The real news, though, is centered on Android Auto, where users can look forward to full RCS messaging support being tied into Google Assistant. This alone should make group messaging on the go a breeze, something that has been notoriously bad thus far. Beyond messaging, Google is also adding better support for media search, making it possible for “media apps to directly integrate their results into Android Auto.”
There’s a user interface refresh as well, spicing things up a little.
For example, browsable content is placed front and center as soon as you open up an app, enabling you to easily recognize and quickly start listening to songs and podcasts.
A new deal with Volvo will also see Android Auto built natively into the interface of some of its cars. This means that the cars will get the benefits of running Android without the need for a phone to be paired in order to work. Both Volvo and Google have announced that Google Maps, Google Assistant, and importantly, the Google Play Store will be coming to Volvo’s Sensus infotainment system.
Volvo Cars’ partnership with Google will further enhance the way Volvo customers engage with and interact with their cars. Apps and services developed by Google and Volvo Cars are embedded in the car, plus thousands of additional apps are available through the Google Play Store that is optimized and adapted for Android-based car infotainment systems.

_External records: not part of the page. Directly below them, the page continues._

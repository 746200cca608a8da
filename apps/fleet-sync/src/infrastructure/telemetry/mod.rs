//! OpenTelemetry Tracing Integration
//!
//! Installs the `tracing` subscriber: an env-filtered fmt layer, plus an
//! OTLP span exporter when enabled.
//!
//! # Environment Variables
//!
//! - `RUST_LOG`: Filter directives (default adds `fleet_sync=info`)
//! - `OTEL_ENABLED`: Set to "false" to disable span export (default: true)
//! - `OTEL_EXPORTER_OTLP_ENDPOINT`: OTLP endpoint (default: http://localhost:4317)
//! - `OTEL_SERVICE_NAME`: Service name for traces (default: fleet-sync)
//!
//! # Usage
//!
//! ```ignore
//! use fleet_sync::infrastructure::telemetry;
//!
//! // Keep the guard alive for the life of the program
//! let _guard = telemetry::init();
//! ```

use opentelemetry::trace::TracerProvider as _;
use opentelemetry_otlp::WithExportConfig;
use opentelemetry_sdk::trace::SdkTracerProvider;
use tracing_subscriber::EnvFilter;
use tracing_subscriber::layer::SubscriberExt;
use tracing_subscriber::util::SubscriberInitExt;

/// Service name for OpenTelemetry traces.
const DEFAULT_SERVICE_NAME: &str = "fleet-sync";

/// Default OTLP gRPC endpoint.
const DEFAULT_OTLP_ENDPOINT: &str = "http://localhost:4317";

/// Directives added on top of `RUST_LOG`.
const DEFAULT_DIRECTIVES: [&str; 4] = [
    "fleet_sync=info",
    "hyper=warn",
    "h2=warn",
    "tungstenite=warn",
];

/// Guard that shuts down OpenTelemetry when dropped.
pub struct TelemetryGuard {
    tracer_provider: Option<SdkTracerProvider>,
}

impl TelemetryGuard {
    /// Whether spans are exported.
    #[must_use]
    pub const fn exporting(&self) -> bool {
        self.tracer_provider.is_some()
    }
}

impl Drop for TelemetryGuard {
    fn drop(&mut self) {
        if let Some(provider) = self.tracer_provider.take()
            && let Err(e) = provider.shutdown()
        {
            eprintln!("Failed to shutdown OpenTelemetry tracer provider: {e}");
        }
    }
}

/// Telemetry configuration.
#[derive(Debug, Clone, PartialEq, Eq)]
pub struct TelemetryConfig {
    /// Whether OpenTelemetry is enabled.
    pub enabled: bool,
    /// OTLP exporter endpoint.
    pub otlp_endpoint: String,
    /// Service name for traces.
    pub service_name: String,
}

impl Default for TelemetryConfig {
    fn default() -> Self {
        Self {
            enabled: true,
            otlp_endpoint: DEFAULT_OTLP_ENDPOINT.to_string(),
            service_name: DEFAULT_SERVICE_NAME.to_string(),
        }
    }
}

impl TelemetryConfig {
    /// Create configuration from environment variables.
    #[must_use]
    pub fn from_env() -> Self {
        Self::from_lookup(|key| std::env::var(key).ok())
    }

    fn from_lookup(lookup: impl Fn(&str) -> Option<String>) -> Self {
        let enabled = lookup("OTEL_ENABLED").is_none_or(|v| !v.eq_ignore_ascii_case("false"));
        let otlp_endpoint = lookup("OTEL_EXPORTER_OTLP_ENDPOINT")
            .unwrap_or_else(|| DEFAULT_OTLP_ENDPOINT.to_string());
        let service_name =
            lookup("OTEL_SERVICE_NAME").unwrap_or_else(|| DEFAULT_SERVICE_NAME.to_string());

        Self {
            enabled,
            otlp_endpoint,
            service_name,
        }
    }
}

/// Initialize telemetry with configuration from the environment.
///
/// Returns a guard that must be kept alive for the duration of the program.
#[must_use]
pub fn init() -> TelemetryGuard {
    init_with_config(TelemetryConfig::from_env())
}

/// Initialize telemetry with custom configuration.
///
/// A failing OTLP exporter degrades to local logging only. A second call
/// leaves the first subscriber in place.
#[must_use]
pub fn init_with_config(config: TelemetryConfig) -> TelemetryGuard {
    let fmt_layer = tracing_subscriber::fmt::layer()
        .with_target(true)
        .with_thread_ids(false)
        .with_file(false)
        .with_line_number(false);

    let tracer_provider = if config.enabled {
        match build_tracer_provider(&config) {
            Ok(provider) => Some(provider),
            Err(e) => {
                eprintln!("OTLP exporter unavailable, continuing without span export: {e}");
                None
            }
        }
    } else {
        None
    };

    let otel_layer = tracer_provider.as_ref().map(|provider| {
        tracing_opentelemetry::layer().with_tracer(provider.tracer(config.service_name.clone()))
    });

    let installed = tracing_subscriber::registry()
        .with(env_filter())
        .with(fmt_layer)
        .with(otel_layer)
        .try_init();

    if installed.is_err() {
        return TelemetryGuard {
            tracer_provider: None,
        };
    }

    TelemetryGuard { tracer_provider }
}

fn env_filter() -> EnvFilter {
    DEFAULT_DIRECTIVES
        .iter()
        .filter_map(|d| d.parse().ok())
        .fold(EnvFilter::from_default_env(), EnvFilter::add_directive)
}

fn build_tracer_provider(
    config: &TelemetryConfig,
) -> Result<SdkTracerProvider, opentelemetry_otlp::ExporterBuildError> {
    let exporter = opentelemetry_otlp::SpanExporter::builder()
        .with_tonic()
        .with_endpoint(&config.otlp_endpoint)
        .build()?;

    Ok(SdkTracerProvider::builder()
        .with_batch_exporter(exporter)
        .with_resource(
            opentelemetry_sdk::Resource::builder()
                .with_service_name(config.service_name.clone())
                .build(),
        )
        .build())
}

// =============================================================================
// Tests
// =============================================================================
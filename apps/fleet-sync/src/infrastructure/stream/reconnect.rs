//! Reconnection Policy
//!
//! Exponential backoff for stream reconnection. With the default settings the
//! delay before attempt `n` (counting from zero) is
//! `min(1000 ms × 2^n, 30000 ms)`, and at most ten attempts are made between
//! two successful connections.

use std::time::Duration;

use rand::Rng;

use crate::infrastructure::config::StreamSettings;

/// Configuration for reconnection behavior.
#[derive(Debug, Clone, PartialEq)]
pub struct ReconnectConfig {
    /// Delay before the first reconnection attempt.
    pub initial_delay: Duration,
    /// Maximum delay between reconnection attempts.
    pub max_delay: Duration,
    /// Multiplier for exponential backoff (2.0 doubles the delay each attempt).
    pub multiplier: f64,
    /// Jitter factor as a fraction (0.1 = ±10%). Zero keeps the exact schedule.
    pub jitter_factor: f64,
    /// Maximum number of attempts between successful connections (0 = unlimited).
    pub max_attempts: u32,
}

impl Default for ReconnectConfig {
    fn default() -> Self {
        Self {
            initial_delay: Duration::from_secs(1),
            max_delay: Duration::from_secs(30),
            multiplier: 2.0,
            jitter_factor: 0.0,
            max_attempts: 10,
        }
    }
}

impl ReconnectConfig {
    /// Create configuration from `StreamSettings`.
    #[must_use]
    pub const fn from_settings(settings: &StreamSettings) -> Self {
        Self {
            initial_delay: settings.reconnect_delay_initial,
            max_delay: settings.reconnect_delay_max,
            multiplier: settings.reconnect_delay_multiplier,
            jitter_factor: settings.reconnect_jitter,
            max_attempts: settings.max_reconnect_attempts,
        }
    }

    /// Un-jittered delay before attempt `attempt` (zero-based).
    #[must_use]
    pub fn delay_for_attempt(&self, attempt: u32) -> Duration {
        #[allow(clippy::cast_precision_loss)]
        let base = self.initial_delay.as_millis() as f64;
        let scaled = base * self.multiplier.powi(i32::try_from(attempt).unwrap_or(i32::MAX));
        #[allow(clippy::cast_precision_loss)]
        let max = self.max_delay.as_millis() as f64;
        let capped = if scaled.is_finite() { scaled.min(max) } else { max };

        #[allow(clippy::cast_possible_truncation, clippy::cast_sign_loss)]
        Duration::from_millis(capped.max(0.0).round() as u64)
    }
}

/// Reconnection policy implementing exponential backoff.
///
/// # Example
///
/// ```rust
/// use fleet_sync::infrastructure::stream::{ReconnectConfig, ReconnectPolicy};
/// use std::time::Duration;
///
/// let mut policy = ReconnectPolicy::new(ReconnectConfig::default());
///
/// assert_eq!(policy.next_delay(), Some(Duration::from_secs(1)));
/// assert_eq!(policy.next_delay(), Some(Duration::from_secs(2)));
///
/// // Successful connection
/// policy.reset();
/// assert_eq!(policy.next_delay(), Some(Duration::from_secs(1)));
/// ```
#[derive(Debug, Clone)]
pub struct ReconnectPolicy {
    config: ReconnectConfig,
    current_delay: Duration,
    attempt_count: u32,
}

impl ReconnectPolicy {
    /// Create a new reconnection policy.
    #[must_use]
    pub const fn new(config: ReconnectConfig) -> Self {
        let initial_delay = config.initial_delay;
        Self {
            config,
            current_delay: initial_delay,
            attempt_count: 0,
        }
    }

    /// Claim the next attempt and return how long to wait before it.
    ///
    /// Returns `None` once the attempt cap is reached; the count stays at the
    /// cap until [`reset`](Self::reset).
    #[must_use]
    pub fn next_delay(&mut self) -> Option<Duration> {
        if !self.should_retry() {
            return None;
        }

        self.attempt_count += 1;

        let delay_with_jitter = self.apply_jitter(self.current_delay);

        #[allow(clippy::cast_precision_loss)]
        let scaled = (self.current_delay.as_millis() as f64 * self.config.multiplier).round();
        let next_millis = if scaled.is_finite() && scaled > 0.0 {
            #[allow(clippy::cast_possible_truncation, clippy::cast_sign_loss)]
            {
                scaled as u128
            }
        } else {
            0
        };
        let capped = next_millis.min(self.config.max_delay.as_millis());
        self.current_delay = Duration::from_millis(u64::try_from(capped).unwrap_or(u64::MAX));

        Some(delay_with_jitter)
    }

    /// Reset after a successful connection or an explicit disconnect.
    pub const fn reset(&mut self) {
        self.current_delay = self.config.initial_delay;
        self.attempt_count = 0;
    }

    /// Attempts claimed since the last reset.
    #[must_use]
    pub const fn attempt_count(&self) -> u32 {
        self.attempt_count
    }

    /// Whether another attempt may be scheduled.
    #[must_use]
    pub const fn should_retry(&self) -> bool {
        self.config.max_attempts == 0 || self.attempt_count < self.config.max_attempts
    }

    /// Policy configuration.
    #[must_use]
    pub const fn config(&self) -> &ReconnectConfig {
        &self.config
    }

    fn apply_jitter(&self, duration: Duration) -> Duration {
        if self.config.jitter_factor <= 0.0 {
            return duration;
        }

        #[allow(clippy::cast_precision_loss)]
        let base_millis = duration.as_millis() as f64;
        let jitter_range = base_millis * self.config.jitter_factor;
        let mut rng = rand::rng();
        let jitter: f64 = rng.random_range(-jitter_range..=jitter_range);
        let adjusted_millis = (base_millis + jitter).max(1.0);

        #[allow(clippy::cast_possible_truncation, clippy::cast_sign_loss)]
        let adjusted_u64 = adjusted_millis as u64;
        Duration::from_millis(adjusted_u64)
    }
}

Since the next generation of Sensus will run on Android, new apps and software updates will be available in real-time and can be automatically applied. This allows future Volvo cars to react to customer needs and offer drivers up-to-date information and predictive services.
With all the power of Android Auto but without the need for an Android phone to be paired, this could be the best move Google has made in the world of in-car systems yet.